Meu pai, engenheiro, trabalhou no setor de planejamento da produção de


uma empresa produtora de autopeças, subsidiária de uma firma
transnacional francesa montadora de automóveis. Certa vez, o acompanhei
a procurar um livro técnico que tinha esquecido no local de trabalho, e que
precisava consultar. Para chegar a sua sala atravessamos a fábrica,
passando por diversos setores de produção. Impressionei-me com o ruído
ensurdecedor e o movimento incessante das empilhadeiras Caterpillar
carregando peças e outros materiais de um lado a outro, o cheiro da areia
queimada e dos materiais utilizados para a produção das autopeças e a
quantidade de trabalhadores em diferentes setores. Aquela realidade de
muitos homens pobres trabalhando duramente, o calor impressionante dos
fornos, os cheiros característicos da produção, me toco fundo, e para mim a
fábrica que tinha acabado de visitar era isso, uma quantidade incrível de
homens pobres trabalhando duramente.

Anos mais tarde visitei novamente essa empresa para iniciar a pesquisa que
daria lugar a minha dissertação de mestrado, depois de ter lido e estudado
a teoria do processo de trabalho capitalista, abordando os autores clássicos
e contemporâneos. Agora a realidade social da fábrica tinha se
transformado completamente a meus olhos. Podia ver que aquele
amontoado de homens que observei na minha primeira visita, em realidade
estavam organizados em linhas de montagem, distribuídos em função do
seguinte princípio: um trabalhador, um posto de trabalho, e que esse tipo
de organização do trabalho se denominava taylorismo-fordismo. Cada
trabalhador realizava pequenos gestos operatórios e o ritmo do trabalho
dependia da velocidade da esteira rolante. Capatazes vigiavam com
cronômetros o trabalho dos homens.
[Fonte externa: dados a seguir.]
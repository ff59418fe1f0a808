//! Predictive movement planning for game agents.
//!
//! The planner forward-simulates the agent's physics under inputs
//! synthesized by a closed set of movement actions, committing the
//! simulated frames to a plan stack with savepoint/rollback semantics.
//! The resulting plan is cached and served frame by frame for as long as
//! reality keeps matching the prediction.
//!
//! The embedding engine supplies collision tracing, the navigation graph
//! and the physics integrator through the traits in [`world`].

mod actions;
mod fallback;
mod input;
mod jump_spots;
mod math;
mod module;
mod movement_state;
mod params;
mod physics;
mod plan;
mod probes;
#[cfg(test)]
mod test_support;
mod trajectory;
mod world;

pub use actions::ActionKind;
pub use fallback::{Fallback, FallbackStatus};
pub use input::{ActionRecord, Input, PackedVec};
pub use jump_spots::{
    CandidateSource, JumpImpulse, JumpSpotsDetector, JumpableSpot, SpotAndScore,
};
pub use module::{Bot, MovementModule, NavTarget};
pub use movement_state::{
    CampingSpotState, FlyUntilLandingState, JumppadState, KeyMoveDirsState, MovementState,
    PendingLookAtPointState, WeaponJumpState,
};
pub use params::PlanningParams;
pub use physics::{EntityState, FrameEvents, Ground, RoutingAreas};
pub use plan::{PlanError, PredictedFrame, PredictionContext, MAX_PREDICTED_STATES};
pub use probes::{ObstacleAvoidanceResult, ProbeCache, ProbeResult, ProbeTier};
pub use trajectory::{Results as TrajectoryResults, StepInspector, TrajectoryPredictor};
pub use world::{
    AreaNum, CollisionWorld, NavArea, NavWorld, PhysicsWorld, Reach, ReachNum, RouteResult,
    StepResult, Trace, TravelType,
};
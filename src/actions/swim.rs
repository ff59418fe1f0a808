//! Movement while submerged.

use crate::actions;
use crate::math;
use crate::plan::PlanEnv;
use crate::world::{contents, PhysicsWorld};

pub(super) fn plan_swim<W: PhysicsWorld>(env: &mut PlanEnv<W>) {
    let state = &env.cx.sim_state;
    if state.water_level <= 1 {
        env.cx.cannot_apply(None);
        return;
    }

    // In harmful liquids the only goal is getting out, straight up
    let must_surface =
        state.water_type & (contents::LAVA | contents::SLIME) != 0 || env.bot.nav_target.is_none();

    let point = if must_surface {
        None
    } else {
        actions::intended_point(env)
    };

    let input = &mut env.cx.record.input;
    input.clear();
    input.is_ucmd_set = true;

    match point {
        Some(point) => {
            let state = &env.cx.sim_state;
            let to_point = point - state.origin;
            if let Some(dir) = math::try_normalize(to_point) {
                let input = &mut env.cx.record.input;
                input.set_intended_look_dir(dir, true);
                input.forward_move = 1;
                // Fight sinking while moving horizontally
                if to_point.z > -8.0 {
                    input.up_move = 1;
                }
            }
        }
        None => {
            let input = &mut env.cx.record.input;
            input.up_move = 1;
            input.set_already_computed_angles(env.cx.sim_state.pitch, env.cx.sim_state.yaw);
            input.is_look_dir_set = true;
        }
    }
}

pub(super) fn check_swim<W: PhysicsWorld>(env: &mut PlanEnv<W>, frame_index: usize) {
    let prev_water = env.cx.frames[frame_index].entity_state.water_level;
    let new_water = env.cx.sim_state.water_level;
    // Surfacing hands the frame flow back to ground actions
    if new_water <= 1 && prev_water > 1 {
        env.cx.set_completed();
    }
}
Percebi que no curso do
desenvolvimento histórico do processo de trabalho capitalista, o velho
trabalho artesanal fora dividido à exaustão, e que se apresentava em
migalhas, que os trabalhadores artesãos foram expropriados do saber- fazer
que lhes permitia a realização de um trabalho completo, abarcando do
planejamento até a execução. Observei a divisão capitalista do trabalho, o
planejamento era realizado pelos técnicos e engenheiros da empresa, e a
execução do trabalho reduzida a gestos operatórios simples, por
trabalhadores desqualificados. Vi os trabalhadores procurando pausas para
fugir do trabalho maçante, rotineiro, os olhares atentos e preocupados dos
capatazes, as estratégias de recusa dos trabalhadores à realização do
trabalho em migalhas. Tinha perante meus olhos o resultado da
expropriação histórica do processo de trabalho artesanal pelos patrões
capitalistas, um trabalho completo, anteriormente realizado pelos mestres
de oficio. Observei nitidamente o controle sobre o processo de trabalho
assumido pela empresa, representada pelo seu corpo técnico e as
resistências da classe trabalhadora à rotina e ao controle sobre o trabalho,
dentre outros aspectos.

Fonte: Elaboração da professora Dra. Analía Soria Batista (UNB)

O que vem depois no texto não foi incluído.